Last June I went to California for the 1st time when I taught at a chess camp in Pasadena, near LA. I spent the second half of this past winter break going to Cali a 2nd time, but this time, things were different: I was in Northern California, staying in Union city and playing in both the Northern California International and Golden State Open.
My journey there was an adventure by itself. Note to self: Redeye flights are madness ( I knew that already) …. However, redeyes are even more crazy when they are on New Years Day. Of course I wanted to go out in New York for your New Years Eve, however time was limited. Therefore, I left my suitcase at the Marshall Chess Club, where 40 or so maniacs were duking it out in the Insanity for a few hours when I went out to a few bars before heading on a Supper Shuttle from the Marshall at 4:30 AM. Of course I hadn’t slept all night and I had to deal with a young kid sitting next to me on the flight, whose mom wouldn’t quite him down… Such is life. Anyways, I did end up getting a few hours of sleep and was able to sleep a lot the next night before starting the tournament on the 2nd.
Kudos go to the organizers Arun Sharma and Ted Castro, who made the event professional and exciting. All rounds started on time and players: the GMs and lower rated players alike had great accommodations including food and drinks at every round, sometimes even complete meals, access to rides, and advice about the Bay area. As a sub-2200 fide player, I had to pay somewhat hefty entry fee for the event but it was certainly worth it due to the great conditions and high-level competition. Here are two of my games from the event: one one of my tough losses against IM Piasetski, whom I actually met during my spring break while playing tournaments in San Sebastian, Spain and Lille France, and my win against the talented youngster NM Daniel Gurevich.

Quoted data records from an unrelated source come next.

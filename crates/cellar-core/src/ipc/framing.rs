//! Length-prefixed JSON framing for byte streams.
//!
//! Format: 4-byte length (u32 LE) + JSON-encoded envelope.

use tokio::io::{AsyncRead, AsyncReadExt, AsyncWrite, AsyncWriteExt};
use tokio::sync::mpsc;

use crate::error::{Error, Result};

use super::protocol::Envelope;

/// Default upper bound on a frame body.
pub const DEFAULT_MAX_FRAME_LEN: usize = 16 * 1024 * 1024;

/// Largest body the 4-byte length prefix can describe.
pub const MAX_WIRE_LEN: usize = u32::MAX as usize;

/// Encode an envelope as a frame body, checking it against the size limit.
pub fn encode_frame(envelope: &Envelope, max_len: usize) -> Result<Vec<u8>> {
    let bytes = serde_json::to_vec(envelope)?;
    if bytes.len() > max_len || u32::try_from(bytes.len()).is_err() {
        return Err(Error::Ipc(format!(
            "IPC message too large: {} bytes (limit {})",
            bytes.len(),
            max_len.min(MAX_WIRE_LEN)
        )));
    }
    Ok(bytes)
}

/// Write one frame and flush.
pub async fn write_frame<W>(writer: &mut W, envelope: &Envelope, max_len: usize) -> Result<()>
where
    W: AsyncWrite + Unpin,
{
    let bytes = encode_frame(envelope, max_len)?;
    write_body(writer, &bytes).await
}

async fn write_body<W>(writer: &mut W, bytes: &[u8]) -> Result<()>
where
    W: AsyncWrite + Unpin,
{
    let len = u32::try_from(bytes.len())
        .map_err(|_| Error::Ipc(format!("IPC message too large: {} bytes", bytes.len())))?;
    writer
        .write_all(&len.to_le_bytes())
        .await
        .map_err(|e| Error::Ipc(format!("Failed to write IPC message length: {}", e)))?;
    writer
        .write_all(bytes)
        .await
        .map_err(|e| Error::Ipc(format!("Failed to write IPC message body: {}", e)))?;
    writer
        .flush()
        .await
        .map_err(|e| Error::Ipc(format!("Failed to flush IPC stream: {}", e)))?;

    Ok(())
}

/// Read one frame body. Returns `Ok(None)` on a clean end of stream.
pub async fn read_frame<R>(reader: &mut R, max_len: usize) -> Result<Option<Vec<u8>>>
where
    R: AsyncRead + Unpin,
{
    let mut len_bytes = [0u8; 4];
    match reader.read_exact(&mut len_bytes).await {
        Ok(_) => {}
        Err(e) if e.kind() == std::io::ErrorKind::UnexpectedEof => return Ok(None),
        Err(e) => return Err(Error::Ipc(format!("Failed to read IPC message length: {}", e))),
    }
    let len = u32::from_le_bytes(len_bytes) as usize;

    // A bad length leaves the stream unsynchronized; the caller must stop reading.
    if len > max_len {
        return Err(Error::Ipc(format!(
            "IPC message too large: {} bytes (limit {})",
            len, max_len
        )));
    }

    let mut bytes = vec![0u8; len];
    reader
        .read_exact(&mut bytes)
        .await
        .map_err(|e| Error::Ipc(format!("Failed to read IPC message body: {}", e)))?;

    Ok(Some(bytes))
}

/// Forward frames from `reader` into `tx` until either side closes.
///
/// Frames that are not valid JSON are logged and skipped; the stream stays
/// aligned because the length prefix was intact.
pub async fn pump_frames_in<R>(mut reader: R, tx: mpsc::Sender<Envelope>, max_len: usize)
where
    R: AsyncRead + Unpin,
{
    loop {
        let bytes = match read_frame(&mut reader, max_len).await {
            Ok(Some(bytes)) => bytes,
            Ok(None) => break,
            Err(e) => {
                tracing::warn!("Stopping frame reader: {}", e);
                break;
            }
        };
        match serde_json::from_slice::<Envelope>(&bytes) {
            Ok(envelope) => {
                if tx.send(envelope).await.is_err() {
                    break;
                }
            }
            Err(e) => tracing::warn!("Dropping frame that is not valid JSON: {}", e),
        }
    }
    tracing::debug!("frame reader finished");
}

/// Write envelopes from `rx` to `writer` until the channel closes.
///
/// An envelope that does not fit in a frame is logged and skipped; only a
/// failed write stops the pump.
pub async fn pump_frames_out<W>(mut rx: mpsc::Receiver<Envelope>, mut writer: W, max_len: usize)
where
    W: AsyncWrite + Unpin,
{
    while let Some(envelope) = rx.recv().await {
        let bytes = match encode_frame(&envelope, max_len) {
            Ok(bytes) => bytes,
            Err(e) => {
                tracing::warn!("Dropping outbound message: {}", e);
                continue;
            }
        };
        if let Err(e) = write_body(&mut writer, &bytes).await {
            tracing::warn!("Stopping frame writer: {}", e);
            break;
        }
    }
    tracing::debug!("frame writer finished");
}

#[cfg(test)]
mod tests {
    use super::*;
    use serde_json::json;

    #[tokio::test]
    async fn test_frame_layout() {
        let mut buf = Vec::new();
        write_frame(&mut buf, &json!({ "id": "1", "src": "1" }), DEFAULT_MAX_FRAME_LEN)
            .await
            .unwrap();
        let body_len = u32::from_le_bytes(buf[..4].try_into().unwrap()) as usize;
        assert_eq!(body_len, buf.len() - 4);

        let mut cursor = std::io::Cursor::new(buf);
        let body = read_frame(&mut cursor, DEFAULT_MAX_FRAME_LEN).await.unwrap().unwrap();
        assert_eq!(
            serde_json::from_slice::<Envelope>(&body).unwrap(),
            json!({ "id": "1", "src": "1" })
        );
        assert!(read_frame(&mut cursor, DEFAULT_MAX_FRAME_LEN).await.unwrap().is_none());
    }

    #[tokio::test]
    async fn test_oversized_frames_are_rejected() {
        let mut buf = Vec::new();
        let big = json!({ "src": "x".repeat(64) });
        assert!(write_frame(&mut buf, &big, 16).await.is_err());
        assert!(buf.is_empty());

        let mut cursor = std::io::Cursor::new(1000u32.to_le_bytes().to_vec());
        assert!(read_frame(&mut cursor, 16).await.is_err());
    }

    #[tokio::test]
    async fn test_pump_skips_oversized_envelopes() {
        let (tx, rx) = mpsc::channel(4);
        tx.send(json!({ "src": "x".repeat(64) })).await.unwrap();
        tx.send(json!({ "id": "ok" })).await.unwrap();
        drop(tx);

        let mut buf = Vec::new();
        pump_frames_out(rx, &mut buf, 32).await;
        let mut cursor = std::io::Cursor::new(buf);
        let body = read_frame(&mut cursor, 32).await.unwrap().unwrap();
        assert_eq!(serde_json::from_slice::<Envelope>(&body).unwrap(), json!({ "id": "ok" }));
        assert!(read_frame(&mut cursor, 32).await.unwrap().is_none());
    }

    #[tokio::test]
    async fn test_pump_skips_invalid_json() {
        let mut buf = Vec::new();
        let garbage = b"not json";
        buf.extend_from_slice(&(garbage.len() as u32).to_le_bytes());
        buf.extend_from_slice(garbage);
        write_frame(&mut buf, &json!({ "id": "ok" }), DEFAULT_MAX_FRAME_LEN)
            .await
            .unwrap();

        let (tx, mut rx) = mpsc::channel(4);
        pump_frames_in(std::io::Cursor::new(buf), tx, DEFAULT_MAX_FRAME_LEN).await;
        assert_eq!(rx.recv().await, Some(json!({ "id": "ok" })));
        assert_eq!(rx.recv().await, None);
    }
}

In other chess news, any chess traveler’s visit to SF is not complete without a visit to the Mechanics Institute, which hosts the world’s *2nd* largest chess library. (Thanks to John Hartmann and Brian Karen from the Nassau Chess Club Facebook page, I stand corrected. The largest is the Cleveland Chess Club). To the contrary, east coasters should not run to the Market Street outdoor chess scene, which does not compare to the likes of Washington Square Park in NY, Harvard Square near Boston, or Dupont Circle in DC. When I visited, there were only two games going on… Maybe I went the wrong day but the spot didn’t seem great.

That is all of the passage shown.